# [WHAT THE TASK REQUIRES]
Take each line from the entries that holds "impl" and copy it out.
══ DATA FOR PROCESSING
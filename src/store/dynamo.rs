//! DynamoDB 存储实现

use aws_sdk_dynamodb::Client;
use aws_sdk_dynamodb::types::AttributeValue;
use serde_json::{Map, Number, Value};

use crate::model::record::AirQualityRecord;

use super::{AirQualityStore, EqualityFilter, Item};

/// 基于 aws-sdk-dynamodb 的存储
///
/// SDK Client 内部是共享句柄，clone 开销很小
#[derive(Clone)]
pub struct DynamoStore {
    client: Client,
}

impl DynamoStore {
    pub fn new(client: Client) -> Self {
        Self { client }
    }

    /// 从 AWS 默认配置链构建
    ///
    /// # Arguments
    /// * `region` - 可选的 Region 覆盖
    /// * `endpoint_url` - 可选的端点覆盖（DynamoDB Local 等）
    pub async fn from_env(region: Option<&str>, endpoint_url: Option<&str>) -> Self {
        let mut loader = aws_config::defaults(aws_config::BehaviorVersion::latest());
        if let Some(region) = region {
            loader = loader.region(aws_config::Region::new(region.to_string()));
        }
        if let Some(url) = endpoint_url {
            tracing::debug!("DynamoDB 使用自定义端点: {}", url);
            loader = loader.endpoint_url(url);
        }
        let config = loader.load().await;
        Self::new(Client::new(&config))
    }
}

#[async_trait::async_trait]
impl AirQualityStore for DynamoStore {
    async fn list_tables(&self) -> anyhow::Result<Vec<String>> {
        let output = self.client.list_tables().send().await?;
        Ok(output.table_names.unwrap_or_default())
    }

    async fn scan(&self, table: &str, filter: Option<&EqualityFilter>) -> anyhow::Result<Vec<Item>> {
        let mut request = self.client.scan().table_name(table);

        if let Some(filter) = filter {
            let expr = ScanExpression::equality(filter);
            let (name_key, name) = expr.name;
            let (value_key, value) = expr.value;
            request = request
                .filter_expression(expr.filter)
                .expression_attribute_names(name_key, name)
                .expression_attribute_values(value_key, value);
        }

        let output = request.send().await?;
        Ok(output.items.unwrap_or_default())
    }

    async fn item_count(&self, table: &str) -> anyhow::Result<i64> {
        let output = self.client.describe_table().table_name(table).send().await?;
        Ok(output
            .table
            .and_then(|t| t.item_count)
            .unwrap_or_default())
    }
}

/// Scan 过滤表达式的各部分
#[derive(Debug, Clone, PartialEq)]
struct ScanExpression {
    filter: &'static str,
    /// 属性名占位符 -> 属性名
    name: (&'static str, String),
    /// 值占位符 -> 值
    value: (&'static str, AttributeValue),
}

impl ScanExpression {
    fn equality(filter: &EqualityFilter) -> Self {
        Self {
            filter: "#0 = :0",
            name: ("#0", filter.attribute.clone()),
            value: (":0", AttributeValue::S(filter.value.clone())),
        }
    }
}

/// 将扫描条目解码为空气质量记录
pub fn decode_item(item: &Item) -> anyhow::Result<AirQualityRecord> {
    let value = Value::Object(attributes_to_object(item)?);
    Ok(serde_json::from_value(value)?)
}

/// NULL 属性视为缺失，交给 serde 默认值处理
fn attributes_to_object<'a, I>(attributes: I) -> anyhow::Result<Map<String, Value>>
where
    I: IntoIterator<Item = (&'a String, &'a AttributeValue)>,
{
    let mut object = Map::new();
    for (name, value) in attributes {
        if matches!(value, AttributeValue::Null(_)) {
            continue;
        }
        object.insert(name.clone(), attribute_to_json(value)?);
    }
    Ok(object)
}

fn attribute_to_json(value: &AttributeValue) -> anyhow::Result<Value> {
    let json = match value {
        AttributeValue::S(s) => Value::String(s.clone()),
        AttributeValue::N(n) => Value::Number(parse_number(n)?),
        AttributeValue::Bool(b) => Value::Bool(*b),
        AttributeValue::Null(_) => Value::Null,
        AttributeValue::M(m) => Value::Object(attributes_to_object(m)?),
        AttributeValue::L(l) => Value::Array(
            l.iter()
                .map(attribute_to_json)
                .collect::<anyhow::Result<Vec<_>>>()?,
        ),
        AttributeValue::Ss(ss) => Value::Array(ss.iter().cloned().map(Value::String).collect()),
        AttributeValue::Ns(ns) => Value::Array(
            ns.iter()
                .map(|n| parse_number(n).map(Value::Number))
                .collect::<anyhow::Result<Vec<_>>>()?,
        ),
        other => anyhow::bail!("不支持的属性类型: {:?}", other),
    };
    Ok(json)
}

fn parse_number(raw: &str) -> anyhow::Result<Number> {
    if let Ok(i) = raw.parse::<i64>() {
        return Ok(Number::from(i));
    }
    let f: f64 = raw
        .parse()
        .map_err(|_| anyhow::anyhow!("无效的数字属性: {}", raw))?;
    Number::from_f64(f).ok_or_else(|| anyhow::anyhow!("无效的数字属性: {}", raw))
}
════
# [RESPONSE TO THE EXERCISE]
impl DynamoStore {
impl AirQualityStore for DynamoStore {
impl ScanExpression {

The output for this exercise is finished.